Decades of research on long-range animal migrations has identified geomagnetic and sun-tracking mechanisms, but that work focuses primarily on birds. Humpbacks don’t seem to rely on either method alone.

Earth’s magnetism varies too widely to explain the whales’ arrow-straight patterns, and solar navigation requires frames of reference that water doesn’t often provide. “The open ocean is an endless horizon of blue,” Horton said.

Horton suspects humpbacks rely on both mechanisms, and perhaps the position of the moon or stars. His team is preparing to submit a second study on reference frames in marine mammals, birds, fish and reptiles. After publishing that work, Horton hopes to further investigate the humpbacks’ abilities.

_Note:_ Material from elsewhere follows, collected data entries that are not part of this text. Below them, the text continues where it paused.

//! CSV tokenizing, previewing, and file reading.

mod line;
mod preview;
mod reader;

pub use line::{split_line, trim_field};
pub use preview::{
    CsvPreview, DuplicateHeaders, PREVIEW_ROW_LIMIT, ParseOptions, ParsedRow,
    find_duplicate_header, parse_preview, parse_preview_with_options,
};
pub use reader::{
    MAX_UPLOAD_BYTES, check_file_size, check_file_size_with_limit, is_csv_file_name,
    read_preview_file, validate_encoding,
};
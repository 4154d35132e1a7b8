//! Single-line CSV tokenizer.

/// Splits one CSV line into fields.
///
/// A `"` toggles quoted mode and is never emitted; a comma outside quoted
/// mode ends the current field. There is no escape for a literal quote, and
/// an unterminated quote simply swallows the remaining commas. Fields are
/// returned untrimmed.
pub fn split_line(line: &str) -> Vec<String> {
    let mut fields = Vec::new();
    let mut current = String::new();
    let mut in_quotes = false;

    for c in line.chars() {
        match c {
            '"' => {
                in_quotes = !in_quotes;
            }
            ',' if !in_quotes => {
                fields.push(std::mem::take(&mut current));
            }
            _ => {
                current.push(c);
            }
        }
    }

    fields.push(current);
    fields
}

/// Trims whitespace and stray byte-order marks from both ends of a field.
pub fn trim_field(field: &str) -> &str {
    field.trim_matches(|c: char| c.is_whitespace() || c == '\u{feff}')
}
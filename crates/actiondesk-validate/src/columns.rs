//! Column schema validation.
//!
//! Compares the header row of an upload against the expected columns for
//! its target table. The comparison ignores case and surrounding
//! whitespace, and accepts a file when it is "close enough":
//!
//! - at least half of the expected columns are present, and
//! - no more than two expected columns are missing.
//!
//! Extra columns are reported but never cause rejection on their own.

use actiondesk_schema::SchemaRegistry;
use serde::{Deserialize, Serialize};

use crate::util::NormalizedSet;

/// Acceptance thresholds for column validation.
#[derive(Debug, Clone, Copy, PartialEq, Serialize, Deserialize)]
pub struct TolerancePolicy {
    /// Fraction of expected columns that must be present (rounded up).
    pub min_match_ratio: f64,
    /// Maximum number of expected columns that may be missing.
    pub max_missing: usize,
}

impl Default for TolerancePolicy {
    fn default() -> Self {
        Self {
            min_match_ratio: 0.5,
            max_missing: 2,
        }
    }
}

impl TolerancePolicy {
    /// Number of matches required for `expected` columns.
    pub fn required_matches(&self, expected: usize) -> usize {
        (expected as f64 * self.min_match_ratio).ceil() as usize
    }

    /// Whether a result with these counts is accepted.
    pub fn accepts(&self, expected: usize, missing: usize) -> bool {
        let matched = expected.saturating_sub(missing);
        matched >= self.required_matches(expected) && missing <= self.max_missing
    }
}

/// Outcome of comparing uploaded headers with an expected schema.
#[derive(Debug, Clone, Default, PartialEq, Eq, Serialize, Deserialize)]
pub struct ColumnValidation {
    /// Whether the upload may proceed.
    pub valid: bool,
    /// Expected columns absent from the upload, in schema order.
    pub missing: Vec<String>,
    /// Uploaded columns absent from the schema, in file order.
    pub unexpected: Vec<String>,
}

impl ColumnValidation {
    /// Result for a table with no registered schema.
    pub fn unchecked() -> Self {
        Self {
            valid: true,
            missing: Vec::new(),
            unexpected: Vec::new(),
        }
    }

    /// True when the headers matched the schema exactly (up to normalization).
    pub fn is_exact(&self) -> bool {
        self.missing.is_empty() && self.unexpected.is_empty()
    }
}

/// Validate headers against an expected schema with the default policy.
///
/// `None` means no schema is registered and always validates.
pub fn validate_columns(csv_headers: &[String], expected: Option<&[String]>) -> ColumnValidation {
    validate_columns_with(csv_headers, expected, &TolerancePolicy::default())
}

/// Validate headers against an expected schema with an explicit policy.
pub fn validate_columns_with(
    csv_headers: &[String],
    expected: Option<&[String]>,
    policy: &TolerancePolicy,
) -> ColumnValidation {
    let Some(expected) = expected else {
        return ColumnValidation::unchecked();
    };

    let present = NormalizedSet::from_names(csv_headers);
    let known = NormalizedSet::from_names(expected);

    let missing: Vec<String> = expected
        .iter()
        .filter(|name| !present.contains(name))
        .cloned()
        .collect();
    let unexpected: Vec<String> = csv_headers
        .iter()
        .filter(|name| !known.contains(name))
        .cloned()
        .collect();

    ColumnValidation {
        valid: policy.accepts(expected.len(), missing.len()),
        missing,
        unexpected,
    }
}

/// Validate headers against the schema registered for `table`.
pub fn validate_for_table(
    csv_headers: &[String],
    table: &str,
    registry: &SchemaRegistry,
) -> ColumnValidation {
    let expected = registry.columns(table);
    if expected.is_none() {
        tracing::debug!(table = %table, "no expected schema registered, skipping column check");
    }

    let result = validate_columns(csv_headers, expected);
    if !result.valid {
        tracing::warn!(
            table = %table,
            missing = result.missing.len(),
            unexpected = result.unexpected.len(),
            "column mismatch"
        );
    }
    result
}

#[cfg(test)]
mod tests {
    use super::*;

    fn names(values: &[&str]) -> Vec<String> {
        values.iter().map(|v| (*v).to_string()).collect()
    }

    #[test]
    fn test_required_matches_rounds_up() {
        let policy = TolerancePolicy::default();
        assert_eq!(policy.required_matches(0), 0);
        assert_eq!(policy.required_matches(1), 1);
        assert_eq!(policy.required_matches(3), 2);
        assert_eq!(policy.required_matches(4), 2);
        assert_eq!(policy.required_matches(5), 3);
    }

    #[test]
    fn test_small_schema_needs_majority() {
        // 3 expected, 2 missing: missing cap holds but only 1 of 2 required matches.
        let expected = names(&["a", "b", "c"]);
        let result = validate_columns(&names(&["a"]), Some(expected.as_slice()));
        assert_eq!(result.missing, names(&["b", "c"]));
        assert!(!result.valid);
    }

    #[test]
    fn test_custom_policy() {
        let expected = names(&["a", "b", "c", "d"]);
        let strict = TolerancePolicy {
            min_match_ratio: 1.0,
            max_missing: 0,
        };
        let result =
            validate_columns_with(&names(&["a", "b", "c"]), Some(expected.as_slice()), &strict);
        assert!(!result.valid);

        let headers = names(&["D", "c", "b", "a"]);
        let result = validate_columns_with(&headers, Some(expected.as_slice()), &strict);
        assert!(result.valid);
        assert!(result.is_exact());
    }

    #[test]
    fn test_unknown_table_is_unchecked() {
        let registry = SchemaRegistry::new();
        let result = validate_for_table(&names(&["anything"]), "nope", &registry);
        assert_eq!(result, ColumnValidation::unchecked());
    }
}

Calambokidis suggested a fourth mechanism for steering: long-distance songs that can carry for hundreds or thousands of miles underwater, and may provide navigational cues or help migrating whales coordinate their movements.

“These whales are clearly using something more sophisticated to migrate than anything we’ve surmised,” said Calambokidis. “I’m really looking forward to seeing what this team does next.”

1 comment:

  1. The astronomical data table didn't format properly at all, will try to fix in the morning.